Bem, mas o juiz, que julgava e condenava o meu pai por insulto ao Município na pessoa singular do Presidente da Câmara, não se coibiu de chamar, na sentença, garoto ao meu pai. Sem dar conta de que insultava a Faculdade de Letras da Universidade de Lisboa, onde meu pai ensinou filologia e as elegâncias no uso das línguas clássicas. E outras vetustas academias.
Foi ainda o meu pai quem manteve, face a tal despautério, o juízo e a serenidade para me segurar e impedir de retribuir o insulto com umas bolachadas.
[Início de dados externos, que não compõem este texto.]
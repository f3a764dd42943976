//! Running a single build step.

use std::path::{Path, PathBuf};
use std::sync::Arc;

use anyhow::{Context as _, Result};
use serde::{Deserialize, Serialize};

use crate::build::build_graph::{BuildStep, StepKind};
use crate::build::context::{BuildContext, Root};
use crate::build::file::File;
use crate::core::plugin::{BuildOptions, BundleOptions};
use crate::core::project::Project;
use crate::core::provider::{merge_unique, DefaultInfo, Provider};
use crate::core::target::Target;
use crate::util::fs::copy_file;

pub const COPY_ASSETS_MNEMONIC: &str = "Copy Assets";

/// Source/destination pairs of a copy action.
#[derive(Debug, Clone, Serialize, Deserialize)]
pub struct CopyFiles {
    pub files: Vec<(PathBuf, PathBuf)>,
}

impl CopyFiles {
    pub fn new(inputs: &[File], outputs: &[File]) -> Self {
        CopyFiles {
            files: inputs
                .iter()
                .zip(outputs)
                .map(|(from, to)| (from.absolute_path(), to.absolute_path()))
                .collect(),
        }
    }

    pub async fn run(self) -> Result<()> {
        for (from, to) in &self.files {
            copy_file(from, to).await?;
        }
        Ok(())
    }
}

impl BuildStep {
    /// Run the step against the providers of the steps it depends on.
    ///
    /// A project step returns `upstream` followed by what it produced. A
    /// target step returns exactly what its bundler returns.
    pub fn execute(&self, cx: &mut BuildContext, upstream: &[Provider]) -> Result<Vec<Provider>> {
        let result = match &self.kind {
            StepKind::Project(project) => build_project(cx, project, upstream),
            StepKind::Target { project, target } => bundle_target(cx, project, target, upstream),
        };
        result.with_context(|| format!("{} failed", self.mnemonic))
    }
}

fn build_project(
    cx: &mut BuildContext,
    project: &Project,
    upstream: &[Provider],
) -> Result<Vec<Provider>> {
    let ws = Arc::clone(cx.workspace());
    let collected = project.collect_files(ws.project_config_filename())?;
    let project_dir = Path::new(&project.name);

    let sources: Vec<File> = collected
        .sources
        .iter()
        .map(|source| cx.file(project_dir.join(source), Root::Source))
        .collect();

    let mut own = Vec::new();
    if project.build.is_some() || !sources.is_empty() {
        let builder = ws.get_builder(project)?;
        let config = project
            .build
            .as_ref()
            .map(|build| build.config.clone())
            .unwrap_or_default();
        tracing::info!("building {} with `{}`", project.label(), builder.name());
        own = builder.build(
            cx,
            BuildOptions {
                config: &config,
                sources: &sources,
                project,
                deps: upstream,
            },
        )?;
    }

    if !collected.assets.is_empty() {
        let inputs: Vec<File> = collected
            .assets
            .iter()
            .map(|asset| cx.file(project_dir.join(asset), Root::Source))
            .collect();
        let outputs: Vec<File> = inputs.iter().map(|f| cx.rebase(f, Root::Output)).collect();

        cx.action(
            COPY_ASSETS_MNEMONIC,
            CopyFiles::new(&inputs, &outputs),
            inputs,
            outputs.clone(),
            CopyFiles::run,
        )?;
        own.push(Provider::default_info(DefaultInfo::with_files(outputs)));
    }

    Ok(merge_unique([upstream, own.as_slice()]))
}

fn bundle_target(
    cx: &mut BuildContext,
    project: &Project,
    target: &Target,
    upstream: &[Provider],
) -> Result<Vec<Provider>> {
    let bundler = cx.workspace().get_bundler(target)?;
    tracing::info!("bundling {} with `{}`", target.label(), bundler.name());
    bundler.bundle(
        cx,
        BundleOptions {
            config: &target.bundle.config,
            data: upstream,
            target,
            project,
        },
    )
}

#[cfg(test)]
mod tests {
    use super::*;
    use crate::build::build_graph::assemble;
    use crate::core::label::Label;
    use crate::test_support::fixtures::WorkspaceFixture;

    #[test]
    fn test_project_step_registers_asset_copy() {
        let fixture = WorkspaceFixture::new()
            .project("apps/web", "build = \"copy\"\nsrcs = [\"*.ts\"]\nassets = [\"*.svg\"]\n")
            .file("apps/web/index.ts", "export const a = 1;\n")
            .file("apps/web/logo.svg", "<svg/>");
        let ws = fixture.workspace();
        let label = Label::parse("//apps/web").unwrap();
        let graph = assemble(&ws, &[label]).unwrap();
        let step = graph.get(&label).unwrap();

        let mut cx = BuildContext::new(label, Arc::clone(&ws));
        let providers = step.execute(&mut cx, &[]).unwrap();

        let actions = cx.into_actions();
        let mnemonics: Vec<&str> = actions.iter().map(|a| a.mnemonic.as_str()).collect();
        assert!(mnemonics.contains(&COPY_ASSETS_MNEMONIC));

        let files = DefaultInfo::files(&providers);
        let paths: Vec<PathBuf> = files.iter().map(File::absolute_path).collect();
        assert!(paths.contains(&ws.dist_dir().join("apps/web/logo.svg")));
        assert!(paths.contains(&ws.dist_dir().join("apps/web/index.ts")));
    }

    #[test]
    fn test_project_step_keeps_upstream_first() {
        let fixture = WorkspaceFixture::new()
            .project("libs/a", "build = \"copy\"\n")
            .file("libs/a/index.ts", "");
        let ws = fixture.workspace();
        let label = Label::parse("//libs/a").unwrap();
        let graph = assemble(&ws, &[label]).unwrap();

        let upstream = vec![Provider::default_info(DefaultInfo::with_files(vec![File::new(
            "libs/b/index.ts",
            ws.dist_dir(),
        )]))];
        let mut cx = BuildContext::new(label, Arc::clone(&ws));
        let providers = graph.get(&label).unwrap().execute(&mut cx, &upstream).unwrap();

        assert!(providers[0].is_same(&upstream[0]));
        assert!(matches!(
            &providers[1..],
            [Provider::Default(own), Provider::ExternalModules(_)]
                if own.files == [File::new("libs/a/index.ts", ws.dist_dir())]
        ));
    }

    #[test]
    fn test_sources_without_builder_fail() {
        let fixture = WorkspaceFixture::new()
            .project("libs/a", "test = true\n")
            .file("libs/a/index.ts", "");
        let ws = fixture.workspace();
        let label = Label::parse("//libs/a").unwrap();
        let graph = assemble(&ws, &[label]).unwrap();

        let mut cx = BuildContext::new(label, Arc::clone(&ws));
        let err = graph.get(&label).unwrap().execute(&mut cx, &[]).unwrap_err();
        assert!(format!("{:#}", err).contains("does not have a valid builder"));
    }

    #[test]
    fn test_target_step_returns_bundler_providers_only() {
        let fixture = WorkspaceFixture::new()
            .project("apps/api", "build = \"copy\"\n[targets.api]\nbundle = \"files\"\n")
            .file("apps/api/main.ts", "");
        let ws = fixture.workspace();
        let label = Label::parse("//apps/api:api").unwrap();
        let graph = assemble(&ws, &[label]).unwrap();

        let upstream = vec![Provider::default_info(DefaultInfo::with_files(vec![File::new(
            "apps/api/main.ts",
            ws.dist_dir(),
        )]))];
        let mut cx = BuildContext::new(label, Arc::clone(&ws));
        let providers = graph.get(&label).unwrap().execute(&mut cx, &upstream).unwrap();

        assert!(providers.iter().all(|p| !p.is_same(&upstream[0])));
        let files = DefaultInfo::files(&providers);
        assert_eq!(
            files[0].absolute_path(),
            ws.dist_dir().join("apps/api/api/main.ts")
        );
    }
}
Foi então que eu, menos afoito no uso do vernáculo e dando-me ares de petulante, me dirigi por carta, elegante, ao Presidente da Câmara e lhe chamei biltre.
O meu pai deixou então de ser acusado pelas caralhadas e responde, em solidariedade comigo, por insultar o Presidente da Câmara chamando-o biltre, em novo processo movido de novo pelo Ministério Público. Biltre não consta nos dicionários, ou consta apenas nos mais elegantes, embora caralho conste em todos.
A verdade é que o meu pai nunca perdeu o respeito pelas instituições, mas perdeu-o sem dúvida pelos seus usurpadores.
Nesta república de lorpas enfatuados, ou porcos engravatados como se diz no Alentejo acerca dos presidentes de câmaras, o culto satírico do vernáculo nos exercícios poéticos do meu pai é sem dúvida uma lufada de ar fresco.
Mas quem vai para o Panteão é a Sofia.
Trágico país de heróis e marinheiros, perdidos nos mares das índias, que nunca alcançaram Amesterdão. Na vez de irem às putas, foram às ninfas.